UEFA medical chief Professor Tim Meyer has said it is "definitely possible" to plan for the suspended 2019-20 season to restart, a day after his FIFA counterpart warned against resuming play before September.
Speaking before France's Ligue 1 became the second major European league to be cancelled after the Dutch Eredivisie, FIFA's Michel D'Hooghe told Sky Sports on Tuesday that it was not possible to play football before social contact was permitted and that he felt September was a realistic target.
- FIFA medical chief: Football shouldn't be back until September
- Ligue 1 season over with no sport in France until September
But Meyer, chairman of UEFA's medical committee as well as the newly-formed UEFA medical sub group examining issues around a return to play, took a different view.
"In discussing any return to playing competitive, elite level football, the health of the players, all those involved in potential games and the public at large is of paramount importance," he said in a statement.
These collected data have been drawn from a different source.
//! The closed set of node commands.
//!
//! Every remote operation the node exposes is described here once: its wire
//! name, the parameters it takes (in the order they are written to the request
//! body) and the response fields a successful reply is guaranteed to carry.
//! Nothing in this module performs I/O.

use std::fmt::Display;

use serde_json::Value;

/// Identifies one kind of node command independently of its parameter values.
#[derive(Debug, Clone, Copy, PartialEq, Eq, Hash)]
pub enum CommandKind {
    GetNodeInfo,
    GetNeighbors,
    AddNeighbors,
    RemoveNeighbors,
    GetTips,
    FindTransactions,
    GetTrytes,
    GetInclusionStates,
    GetBalances,
    GetTransactionsToApprove,
    AttachToTangle,
    InterruptAttachingToTangle,
    BroadcastTransactions,
    StoreTransactions,
}

impl CommandKind {
    /// Every command kind, in registry order.
    pub const ALL: [CommandKind; 14] = [
        CommandKind::GetNodeInfo,
        CommandKind::GetNeighbors,
        CommandKind::AddNeighbors,
        CommandKind::RemoveNeighbors,
        CommandKind::GetTips,
        CommandKind::FindTransactions,
        CommandKind::GetTrytes,
        CommandKind::GetInclusionStates,
        CommandKind::GetBalances,
        CommandKind::GetTransactionsToApprove,
        CommandKind::AttachToTangle,
        CommandKind::InterruptAttachingToTangle,
        CommandKind::BroadcastTransactions,
        CommandKind::StoreTransactions,
    ];

    /// The protocol string sent in the `command` key.
    pub fn name(&self) -> &'static str {
        match self {
            CommandKind::GetNodeInfo => "getNodeInfo",
            CommandKind::GetNeighbors => "getNeighbors",
            CommandKind::AddNeighbors => "addNeighbors",
            CommandKind::RemoveNeighbors => "removeNeighbors",
            CommandKind::GetTips => "getTips",
            CommandKind::FindTransactions => "findTransactions",
            CommandKind::GetTrytes => "getTrytes",
            CommandKind::GetInclusionStates => "getInclusionStates",
            CommandKind::GetBalances => "getBalances",
            CommandKind::GetTransactionsToApprove => "getTransactionsToApprove",
            CommandKind::AttachToTangle => "attachToTangle",
            CommandKind::InterruptAttachingToTangle => "interruptAttachingToTangle",
            CommandKind::BroadcastTransactions => "broadcastTransactions",
            CommandKind::StoreTransactions => "storeTransactions",
        }
    }

    /// Parameter keys in the order they appear in the request body.
    pub fn parameter_names(&self) -> &'static [&'static str] {
        match self {
            CommandKind::GetNodeInfo
            | CommandKind::GetNeighbors
            | CommandKind::GetTips
            | CommandKind::InterruptAttachingToTangle => &[],
            CommandKind::AddNeighbors | CommandKind::RemoveNeighbors => &["uris"],
            CommandKind::FindTransactions => &["addresses"],
            CommandKind::GetTrytes => &["hashes"],
            CommandKind::GetInclusionStates => &["transactions", "tips"],
            CommandKind::GetBalances => &["addresses", "threshold"],
            CommandKind::GetTransactionsToApprove => &["depth"],
            CommandKind::AttachToTangle => &[
                "trunkTransaction",
                "branchTransaction",
                "minWeightMagnitude",
                "trytes",
            ],
            CommandKind::BroadcastTransactions | CommandKind::StoreTransactions => &["trytes"],
        }
    }

    /// Fields a successful response to this command carries.
    pub fn response_fields(&self) -> &'static [&'static str] {
        match self {
            CommandKind::GetNodeInfo => &[
                "appName",
                "appVersion",
                "jreAvailableProcessors",
                "jreFreeMemory",
                "jreMaxMemory",
                "jreTotalMemory",
                "latestMilestone",
                "latestMilestoneIndex",
                "latestSolidSubtangleMilestone",
                "latestSolidSubtangleMilestoneIndex",
                "milestoneStartIndex",
                "neighbors",
                "packetsQueueSize",
                "time",
                "tips",
                "transactionsToRequest",
                "coordinatorAddress",
                "features",
                "duration",
            ],
            CommandKind::GetNeighbors => &["neighbors"],
            CommandKind::AddNeighbors => &["addedNeighbors", "duration"],
            CommandKind::RemoveNeighbors => &["removedNeighbors", "duration"],
            CommandKind::GetTips | CommandKind::FindTransactions => &["hashes", "duration"],
            CommandKind::GetTrytes | CommandKind::AttachToTangle => &["trytes"],
            CommandKind::GetInclusionStates => &["states", "duration"],
            CommandKind::GetBalances => &["balances", "references", "milestoneIndex", "duration"],
            CommandKind::GetTransactionsToApprove => &["trunkTransaction", "branchTransaction", "duration"],
            CommandKind::InterruptAttachingToTangle => &[],
            CommandKind::BroadcastTransactions | CommandKind::StoreTransactions => &["duration"],
        }
    }
}

impl Display for CommandKind {
    fn fmt(&self, f: &mut std::fmt::Formatter<'_>) -> std::fmt::Result {
        f.write_str(self.name())
    }
}

/// A node command together with its parameter values.
///
/// Each variant carries exactly the parameters its command accepts, so a
/// command with a missing or an extra parameter cannot be built.
#[derive(Debug, Clone, PartialEq, Eq)]
pub enum Command {
    GetNodeInfo,
    GetNeighbors,
    AddNeighbors {
        uris: Vec<String>,
    },
    RemoveNeighbors {
        uris: Vec<String>,
    },
    GetTips,
    /// Only lookup by address is supported.
    FindTransactions {
        addresses: Vec<String>,
    },
    GetTrytes {
        hashes: Vec<String>,
    },
    GetInclusionStates {
        transactions: Vec<String>,
        tips: Vec<String>,
    },
    GetBalances {
        addresses: Vec<String>,
        threshold: u32,
    },
    GetTransactionsToApprove {
        depth: u32,
    },
    /// The node rejects a `min_weight_magnitude` below its configured minimum;
    /// the client forwards whatever it is given.
    AttachToTangle {
        trunk_transaction: String,
        branch_transaction: String,
        min_weight_magnitude: u32,
        trytes: Vec<String>,
    },
    InterruptAttachingToTangle,
    BroadcastTransactions {
        trytes: Vec<String>,
    },
    StoreTransactions {
        trytes: Vec<String>,
    },
}

/// A borrowed parameter value as it is carried on the wire.
#[derive(Debug, Clone, Copy, PartialEq, Eq)]
pub enum Parameter<'a> {
    /// Encoded as a JSON array with one string element per item.
    List(&'a [String]),
    Text(&'a str),
    Integer(u32),
}

impl Parameter<'_> {
    pub fn to_value(&self) -> Value {
        match self {
            Parameter::List(items) => Value::Array(items.iter().cloned().map(Value::String).collect()),
            Parameter::Text(text) => Value::String((*text).to_string()),
            Parameter::Integer(number) => Value::from(*number),
        }
    }
}

impl Command {
    pub fn kind(&self) -> CommandKind {
        match self {
            Command::GetNodeInfo => CommandKind::GetNodeInfo,
            Command::GetNeighbors => CommandKind::GetNeighbors,
            Command::AddNeighbors { .. } => CommandKind::AddNeighbors,
            Command::RemoveNeighbors { .. } => CommandKind::RemoveNeighbors,
            Command::GetTips => CommandKind::GetTips,
            Command::FindTransactions { .. } => CommandKind::FindTransactions,
            Command::GetTrytes { .. } => CommandKind::GetTrytes,
            Command::GetInclusionStates { .. } => CommandKind::GetInclusionStates,
            Command::GetBalances { .. } => CommandKind::GetBalances,
            Command::GetTransactionsToApprove { .. } => CommandKind::GetTransactionsToApprove,
            Command::AttachToTangle { .. } => CommandKind::AttachToTangle,
            Command::InterruptAttachingToTangle => CommandKind::InterruptAttachingToTangle,
            Command::BroadcastTransactions { .. } => CommandKind::BroadcastTransactions,
            Command::StoreTransactions { .. } => CommandKind::StoreTransactions,
        }
    }

    pub fn name(&self) -> &'static str {
        self.kind().name()
    }

    /// Parameters paired with their wire keys, in declared order.
    pub fn parameters(&self) -> Vec<(&'static str, Parameter<'_>)> {
        match self {
            Command::GetNodeInfo | Command::GetNeighbors | Command::GetTips | Command::InterruptAttachingToTangle => {
                Vec::new()
            },
            Command::AddNeighbors { uris } | Command::RemoveNeighbors { uris } => vec![("uris", Parameter::List(uris))],
            Command::FindTransactions { addresses } => vec![("addresses", Parameter::List(addresses))],
            Command::GetTrytes { hashes } => vec![("hashes", Parameter::List(hashes))],
            Command::GetInclusionStates { transactions, tips } => vec![
                ("transactions", Parameter::List(transactions)),
                ("tips", Parameter::List(tips)),
            ],
            Command::GetBalances { addresses, threshold } => vec![
                ("addresses", Parameter::List(addresses)),
                ("threshold", Parameter::Integer(*threshold)),
            ],
            Command::GetTransactionsToApprove { depth } => vec![("depth", Parameter::Integer(*depth))],
            Command::AttachToTangle {
                trunk_transaction,
                branch_transaction,
                min_weight_magnitude,
                trytes,
            } => vec![
                ("trunkTransaction", Parameter::Text(trunk_transaction)),
                ("branchTransaction", Parameter::Text(branch_transaction)),
                ("minWeightMagnitude", Parameter::Integer(*min_weight_magnitude)),
                ("trytes", Parameter::List(trytes)),
            ],
            Command::BroadcastTransactions { trytes } | Command::StoreTransactions { trytes } => {
                vec![("trytes", Parameter::List(trytes))]
            },
        }
    }
}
"All football organisations which are planning the restart of their competitions will produce comprehensive protocols dictating sanitary and operational conditions ensuring that the health of those involved in the games is protected and the integrity of public policy is preserved.
"Under these conditions and in full respect of local legislation, it is definitely possible to plan the restart of competitions suspended during the 2019-20 season."
'What is the risk we're willing to take?'
Speaking on Wednesday morning's edition of The Football Show, Gary Neville said he felt economic forces are driving talk of football's return in England and says authorities must weigh up the risk a restart would bring.
"We're hearing different things every day, but I think if this was a non-economic decision, there would be no football for months," Neville said.
"What we're seeing now is that people are assessing risk. What is the risk we're willing to take to bring football back?
"You've got clubs who've got huge investments in this season, in respect to clubs at the top of divisions. There are big prizes up for grabs and huge economic loss that's going to be incurred and it does cloud minds, in terms of the level of risk people are willing to place on lives in order for the return of football."